HDFS: How a file is written!

HDFS is distributed file system capable of storing very large files without much effort. HDFS spans across multiple machines on multiple racks. There are two types of nodes in HDFS:

DataNode
NameNode

The nodes responsible for storing files and handling IOs are DataNodes where as NameNode is responsible for keeping the fs image and upkeep of the HDFS. HDFS is robust, highly flexible, faster, fault tolerant, easier to maintain, easier to scale out and reliable. Various decisions made while designing HDFS are responsible for such features and it makes HDFS suitable for many usecases. Lets have a brief look at how HDFS is designed and how file is written internally.

Writing a file to HDFS
References:

HDFS provides a very easy API for interacting with the files stored in it. HDFS can be queried from command line, code and over web. To add sugar coating, its file system commands resemble linux file system commands and it also hide away the internal complexities of distributed file system. For example, if you want to read a file from HDFS then execute hadoop fs -cat /path/to/file/on/hdfs which is very similar to cat /path/to/file in linux. A single file is distributed across cluster and can be accessed with the help of API. HDFS takes most of the pain while interacting with the client. The same thing happens when you push a file to HDFS.

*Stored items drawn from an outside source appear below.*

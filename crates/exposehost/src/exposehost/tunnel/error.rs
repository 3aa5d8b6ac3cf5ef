use std::io;

use thiserror::Error;

use crate::exposehost::tunnel::codec::ProtocolError;

/// Failures of the tunnel core.
///
/// Only [`TunnelError::Protocol`] and [`TunnelError::ConnectionClosed`] end a control
/// connection on their own; the rest are contained to one pairing or escalated by the
/// caller into a session teardown.
#[derive(Debug, Error)]
pub enum TunnelError {
    #[error("protocol: {0}")]
    Protocol(#[from] ProtocolError),
    #[error("connection closed")]
    ConnectionClosed,
    #[error("subdomain already in use: {0}")]
    SubdomainConflict(String),
    #[error("host did not call back for connection {0}")]
    CallbackTimeout(String),
    #[error("no pairing awaits connection {0}")]
    UnknownConnection(String),
    #[error("relay: {0}")]
    RelayIo(#[source] io::Error),
    #[error("io: {0}")]
    Io(#[from] io::Error),
}

impl TunnelError {
    /// Maps an I/O error to [`TunnelError::ConnectionClosed`] when it means the peer is gone.
    pub fn from_stream_io(err: io::Error) -> Self {
        if is_peer_gone(&err) {
            TunnelError::ConnectionClosed
        } else {
            TunnelError::Io(err)
        }
    }
}

pub fn is_peer_gone(err: &io::Error) -> bool {
    matches!(
        err.kind(),
        io::ErrorKind::UnexpectedEof
            | io::ErrorKind::BrokenPipe
            | io::ErrorKind::ConnectionReset
            | io::ErrorKind::ConnectionAborted
            | io::ErrorKind::NotConnected
    )
}

#[cfg(test)]
mod tests {
    use super::*;

    #[test]
    fn eof_and_reset_mean_closed() {
        for kind in [
            io::ErrorKind::UnexpectedEof,
            io::ErrorKind::ConnectionReset,
            io::ErrorKind::BrokenPipe,
        ] {
            let err = TunnelError::from_stream_io(io::Error::from(kind));
            assert!(matches!(err, TunnelError::ConnectionClosed), "{kind:?}");
        }
        let err = TunnelError::from_stream_io(io::Error::from(io::ErrorKind::PermissionDenied));
        assert!(matches!(err, TunnelError::Io(_)));
    }
}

Essentially, all IO commands issued to HDFS inolves multiple steps and they are highly optimized for maximum throughput and reliability. While writing a file to HDFS, one can simply exeute hadoop fs -put /path/to/file/on/local /path/to/file/on/hdfs and HDFS will make sure the file is written to multiple nodes. HDFS also maintains metadata of these blocks so that files can be read from it.

Have you ever wondered, what really goes on behind the scene while you execute these commands? Well, whatever happens HDFS shouldn’t stay in HDFS and we should definitely know about it. Lets dive deep to see how a file is written on HDFS.

Writing a file to HDFS #

Lets have a look at how file can be written to HDFS with the help of command line tool. You can choose to write the file using web API, programmatically or through command line but the internals will remain exactly the same.

From Low Earth Orbit: #

To write a file to HDFS one should execute -copyFromLocal, -put, -appendToFile with appropriate arguments and options. Done! File is split into blocks and then those blocks are placed onto HDFS on different DataNodes.

From 36000 feet: #

When we execute one of these commands, client should know to which namespace it needs to write the file. It means, it need to know the NameNode seating on top of that namespace. Client connects to NameNode, get the DataNode addresses which are going to host the files and transfers the files on those DataNodes.

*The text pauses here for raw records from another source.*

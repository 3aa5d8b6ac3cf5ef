//! Public side of one tunnel.
//!
//! A [`Forwarder`] owns the public listener of a session. Every public connection
//! becomes a pairing that waits for the client to dial back with the matching
//! connection id; once the callback stream arrives the two are relayed until both
//! directions finish.

use std::{
    collections::HashMap,
    net::SocketAddr,
    sync::{
        Arc, Mutex, PoisonError, Weak,
        atomic::{AtomicBool, Ordering},
    },
    time::Duration,
};

use tokio::{
    io::AsyncWriteExt,
    net::{TcpListener, TcpStream},
    sync::{mpsc, oneshot},
    task::AbortHandle,
};

use crate::exposehost::tunnel::{
    codec::PAIRING_ACK,
    error::TunnelError,
    registry::random_hex,
    relay,
    session::SessionEvent,
    transport::BoxedStream,
};

pub const DEFAULT_CALLBACK_TIMEOUT: Duration = Duration::from_secs(5);

#[derive(Debug, Clone, Copy, PartialEq, Eq)]
pub enum PairingState {
    AwaitingHost,
    Paired,
}

struct PendingPairing {
    state: PairingState,
    host_tx: Option<oneshot::Sender<BoxedStream>>,
    task: AbortHandle,
}

pub struct Forwarder {
    port: u16,
    callback_timeout: Duration,
    events: mpsc::UnboundedSender<SessionEvent>,
    pairings: Mutex<HashMap<String, PendingPairing>>,
    accept_task: Mutex<Option<AbortHandle>>,
    stopped: AtomicBool,
}

impl std::fmt::Debug for Forwarder {
    fn fmt(&self, f: &mut std::fmt::Formatter<'_>) -> std::fmt::Result {
        f.debug_struct("Forwarder")
            .field("port", &self.port)
            .field("stopped", &self.is_stopped())
            .finish_non_exhaustive()
    }
}

impl Forwarder {
    /// Binds a public listener on an ephemeral port of `bind_host` and starts accepting.
    pub async fn start(
        bind_host: &str,
        events: mpsc::UnboundedSender<SessionEvent>,
        callback_timeout: Duration,
    ) -> Result<Arc<Self>, TunnelError> {
        let host = bind_host.trim();
        let addr = if host.contains(':') {
            format!("[{host}]:0")
        } else {
            format!("{host}:0")
        };
        let ln = TcpListener::bind(&addr).await?;
        let port = ln.local_addr()?.port();

        let fwd = Arc::new(Self {
            port,
            callback_timeout,
            events,
            pairings: Mutex::new(HashMap::new()),
            accept_task: Mutex::new(None),
            stopped: AtomicBool::new(false),
        });

        let task = tokio::spawn(accept_loop(Arc::downgrade(&fwd), ln));
        *fwd.accept_task.lock().unwrap_or_else(PoisonError::into_inner) = Some(task.abort_handle());

        tracing::debug!(port, "forwarder: listening");
        Ok(fwd)
    }

    pub fn port(&self) -> u16 {
        self.port
    }

    pub fn is_stopped(&self) -> bool {
        self.stopped.load(Ordering::Acquire)
    }

    #[cfg(test)]
    pub fn pending_count(&self) -> usize {
        self.lock_pairings().len()
    }

    pub fn is_awaiting(&self, connection_id: &str) -> bool {
        self.lock_pairings()
            .get(connection_id)
            .is_some_and(|p| p.state == PairingState::AwaitingHost)
    }

    /// Hands the callback stream for `connection_id` to its waiting public connection.
    ///
    /// Fails, dropping `host`, unless that pairing is still waiting for its host.
    pub fn attach_host(&self, connection_id: &str, host: BoxedStream) -> Result<(), TunnelError> {
        let mut pairings = self.lock_pairings();
        let Some(p) = pairings.get_mut(connection_id) else {
            return Err(TunnelError::UnknownConnection(connection_id.to_string()));
        };
        if p.state != PairingState::AwaitingHost {
            return Err(TunnelError::UnknownConnection(connection_id.to_string()));
        }
        let Some(tx) = p.host_tx.take() else {
            return Err(TunnelError::UnknownConnection(connection_id.to_string()));
        };
        p.state = PairingState::Paired;
        tx.send(host)
            .map_err(|_| TunnelError::UnknownConnection(connection_id.to_string()))
    }

    /// Closes the listener and drops every public connection, paired or not. Idempotent.
    pub fn stop(&self) {
        if self.stopped.swap(true, Ordering::AcqRel) {
            return;
        }
        if let Some(task) = self
            .accept_task
            .lock()
            .unwrap_or_else(PoisonError::into_inner)
            .take()
        {
            task.abort();
        }
        let drained: Vec<PendingPairing> = self.lock_pairings().drain().map(|(_, p)| p).collect();
        let n = drained.len();
        for p in drained {
            p.task.abort();
        }
        tracing::debug!(port = self.port, aborted = n, "forwarder: stopped");
    }

    fn lock_pairings(&self) -> std::sync::MutexGuard<'_, HashMap<String, PendingPairing>> {
        self.pairings.lock().unwrap_or_else(PoisonError::into_inner)
    }

    fn on_public(self: &Arc<Self>, public: TcpStream, peer: SocketAddr) {
        let connection_id = random_hex(32);
        let (host_tx, host_rx) = oneshot::channel();

        {
            let mut pairings = self.lock_pairings();
            if self.is_stopped() {
                return;
            }
            let task = tokio::spawn(run_pairing(
                Arc::downgrade(self),
                connection_id.clone(),
                public,
                host_rx,
            ));
            pairings.insert(
                connection_id.clone(),
                PendingPairing {
                    state: PairingState::AwaitingHost,
                    host_tx: Some(host_tx),
                    task: task.abort_handle(),
                },
            );
        }

        tracing::debug!(port = self.port, client = %peer, connection_id = %connection_id, "forwarder: public connection");
        // A closed session channel means teardown is already underway; the pairing
        // then ends with the callback timeout or with `stop`.
        let _ = self.events.send(SessionEvent::NewConnection(connection_id));
    }

    fn finish_pairing(&self, connection_id: &str) {
        self.lock_pairings().remove(connection_id);
    }
}

impl Drop for Forwarder {
    fn drop(&mut self) {
        self.stop();
    }
}

async fn accept_loop(fwd: Weak<Forwarder>, ln: TcpListener) {
    loop {
        let res = ln.accept().await;
        let Some(fwd) = fwd.upgrade() else {
            return;
        };
        match res {
            Ok((conn, peer)) => {
                let _ = conn.set_nodelay(true);
                fwd.on_public(conn, peer);
            }
            Err(err) => {
                tracing::warn!(port = fwd.port, err = %err, "forwarder: accept failed");
                drop(fwd);
                tokio::time::sleep(Duration::from_millis(50)).await;
            }
        }
    }
}

/// `Ok(None)` means the forwarder stopped and dropped the sender.
async fn wait_for_host(
    timeout: Duration,
    host_rx: oneshot::Receiver<BoxedStream>,
    connection_id: &str,
) -> Result<Option<BoxedStream>, TunnelError> {
    match tokio::time::timeout(timeout, host_rx).await {
        Ok(Ok(host)) => Ok(Some(host)),
        Ok(Err(_)) => Ok(None),
        Err(_) => Err(TunnelError::CallbackTimeout(connection_id.to_string())),
    }
}

async fn run_pairing(
    fwd: Weak<Forwarder>,
    connection_id: String,
    public: TcpStream,
    host_rx: oneshot::Receiver<BoxedStream>,
) {
    let (timeout, port) = match fwd.upgrade() {
        Some(f) => (f.callback_timeout, f.port),
        None => return,
    };

    let mut host = match wait_for_host(timeout, host_rx, &connection_id).await {
        Ok(Some(host)) => host,
        Ok(None) => return,
        Err(err) => {
            drop(public);
            metrics::counter!("exposehost_callback_timeouts_total").increment(1);
            tracing::warn!(port, err = %err, "forwarder: pairing abandoned");
            if let Some(f) = fwd.upgrade() {
                f.finish_pairing(&connection_id);
                f.stop();
                let _ = f.events.send(SessionEvent::CallbackTimeout(connection_id));
            }
            return;
        }
    };

    metrics::counter!("exposehost_pairings_total").increment(1);

    let ack = async {
        host.write_all(&[PAIRING_ACK]).await?;
        host.flush().await
    };
    if let Err(err) = ack.await {
        tracing::debug!(port, connection_id = %connection_id, err = %err, "forwarder: ack write failed");
        if let Some(f) = fwd.upgrade() {
            f.finish_pairing(&connection_id);
        }
        return;
    }

    match relay::relay(public, host).await {
        Ok((ingress, egress)) => {
            metrics::counter!("exposehost_bytes_ingress_total").increment(ingress);
            metrics::counter!("exposehost_bytes_egress_total").increment(egress);
            tracing::debug!(port, connection_id = %connection_id, ingress, egress, "forwarder: pairing closed");
        }
        Err(err) => {
            tracing::debug!(port, connection_id = %connection_id, err = %err, "forwarder: pairing ended with error");
        }
    }

    if let Some(f) = fwd.upgrade() {
        f.finish_pairing(&connection_id);
    }
}

#[cfg(test)]
mod tests {
    use super::*;
    use tokio::io::AsyncReadExt;

    async fn next_new_connection(rx: &mut mpsc::UnboundedReceiver<SessionEvent>) -> String {
        match tokio::time::timeout(Duration::from_secs(2), rx.recv()).await {
            Ok(Some(SessionEvent::NewConnection(id))) => id,
            other => panic!("unexpected: {other:?}"),
        }
    }

    #[tokio::test]
    async fn pairs_public_with_callback_and_relays() {
        let (tx, mut rx) = mpsc::unbounded_channel();
        let fwd = Forwarder::start("127.0.0.1", tx, Duration::from_secs(5))
            .await
            .unwrap();
        assert_ne!(fwd.port(), 0);

        let mut public = TcpStream::connect(("127.0.0.1", fwd.port())).await.unwrap();
        let id = next_new_connection(&mut rx).await;
        assert_eq!(id.len(), 32);
        assert!(fwd.is_awaiting(&id));

        let (server_side, mut host) = tokio::io::duplex(1024);
        fwd.attach_host(&id, Box::new(server_side)).unwrap();
        assert!(!fwd.is_awaiting(&id));

        let mut ack = [0u8; 1];
        host.read_exact(&mut ack).await.unwrap();
        assert_eq!(ack[0], PAIRING_ACK);

        public.write_all(b"ping").await.unwrap();
        let mut buf = [0u8; 4];
        host.read_exact(&mut buf).await.unwrap();
        assert_eq!(&buf, b"ping");

        host.write_all(b"pong").await.unwrap();
        public.read_exact(&mut buf).await.unwrap();
        assert_eq!(&buf, b"pong");
    }

    #[tokio::test]
    async fn attach_rejects_unknown_and_repeated_ids() {
        let (tx, mut rx) = mpsc::unbounded_channel();
        let fwd = Forwarder::start("127.0.0.1", tx, Duration::from_secs(5))
            .await
            .unwrap();

        let (a, _a) = tokio::io::duplex(64);
        assert!(matches!(
            fwd.attach_host("nope", Box::new(a)),
            Err(TunnelError::UnknownConnection(_))
        ));

        let _public = TcpStream::connect(("127.0.0.1", fwd.port())).await.unwrap();
        let id = next_new_connection(&mut rx).await;
        let (b, _b) = tokio::io::duplex(64);
        fwd.attach_host(&id, Box::new(b)).unwrap();
        let (c, _c) = tokio::io::duplex(64);
        assert!(fwd.attach_host(&id, Box::new(c)).is_err());
    }

    #[tokio::test]
    async fn callback_timeout_closes_public_and_stops_forwarder() {
        let (tx, mut rx) = mpsc::unbounded_channel();
        let fwd = Forwarder::start("127.0.0.1", tx, Duration::from_millis(100))
            .await
            .unwrap();

        let mut public = TcpStream::connect(("127.0.0.1", fwd.port())).await.unwrap();
        let id = next_new_connection(&mut rx).await;

        match tokio::time::timeout(Duration::from_secs(2), rx.recv()).await {
            Ok(Some(SessionEvent::CallbackTimeout(got))) => assert_eq!(got, id),
            other => panic!("unexpected: {other:?}"),
        }

        let mut buf = [0u8; 1];
        let n = tokio::time::timeout(Duration::from_secs(2), public.read(&mut buf))
            .await
            .unwrap()
            .unwrap_or(0);
        assert_eq!(n, 0, "public connection should be closed");

        assert!(fwd.is_stopped());
        assert_eq!(fwd.pending_count(), 0);
    }

    #[tokio::test]
    async fn host_wait_reports_timeout_and_stop() {
        let (_tx, rx) = oneshot::channel::<BoxedStream>();
        match wait_for_host(Duration::from_millis(20), rx, "abc").await {
            Err(TunnelError::CallbackTimeout(id)) => assert_eq!(id, "abc"),
            other => panic!("unexpected: {:?}", other.map(|h| h.is_some())),
        }

        let (tx, rx) = oneshot::channel::<BoxedStream>();
        drop(tx);
        assert!(matches!(
            wait_for_host(Duration::from_secs(1), rx, "abc").await,
            Ok(None)
        ));
    }

    #[tokio::test]
    async fn stop_is_idempotent_and_drops_public_connections() {
        let (tx, mut rx) = mpsc::unbounded_channel();
        let fwd = Forwarder::start("127.0.0.1", tx, Duration::from_secs(30))
            .await
            .unwrap();
        let port = fwd.port();

        let mut public = TcpStream::connect(("127.0.0.1", port)).await.unwrap();
        let _ = next_new_connection(&mut rx).await;
        assert_eq!(fwd.pending_count(), 1);

        fwd.stop();
        fwd.stop();
        assert!(fwd.is_stopped());
        assert_eq!(fwd.pending_count(), 0);

        let mut buf = [0u8; 1];
        let n = tokio::time::timeout(Duration::from_secs(2), public.read(&mut buf))
            .await
            .unwrap()
            .unwrap_or(0);
        assert_eq!(n, 0);

        // The listener is gone once the accept task has been dropped.
        tokio::time::sleep(Duration::from_millis(50)).await;
        assert!(TcpStream::connect(("127.0.0.1", port)).await.is_err());
    }
}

If there were five blocks and replication factor of three, then HDFS with five DataNodes will store blocks such that unavailability of any of the node won’t cause any data loss.

Even if DataNode 2 Goes down, the files are still available on other nodes. Hence we still have data and then HDFS can re-replicate the lost blocks.

Replication also helps us increase data locality. It also helps in MapReduce principle which says “Process should travel to data as it is cheap and not the other way around”.

From 5000 feet: #

Well, the data has been broken to blocks, written to multiple nodes, it has been replicated and now we can start reading it from HDFS, This raises few questions!

Who decides the replication factor and block size?
Who breaks the file to blocks?
How data is written to DataNodes and essentially, how it is replicated across cluster?
How replicas are placed, how DataNodes are chosen for given file block?
How optimized utilization of resources is ensured?

Lets drill down a bit for answering these questions.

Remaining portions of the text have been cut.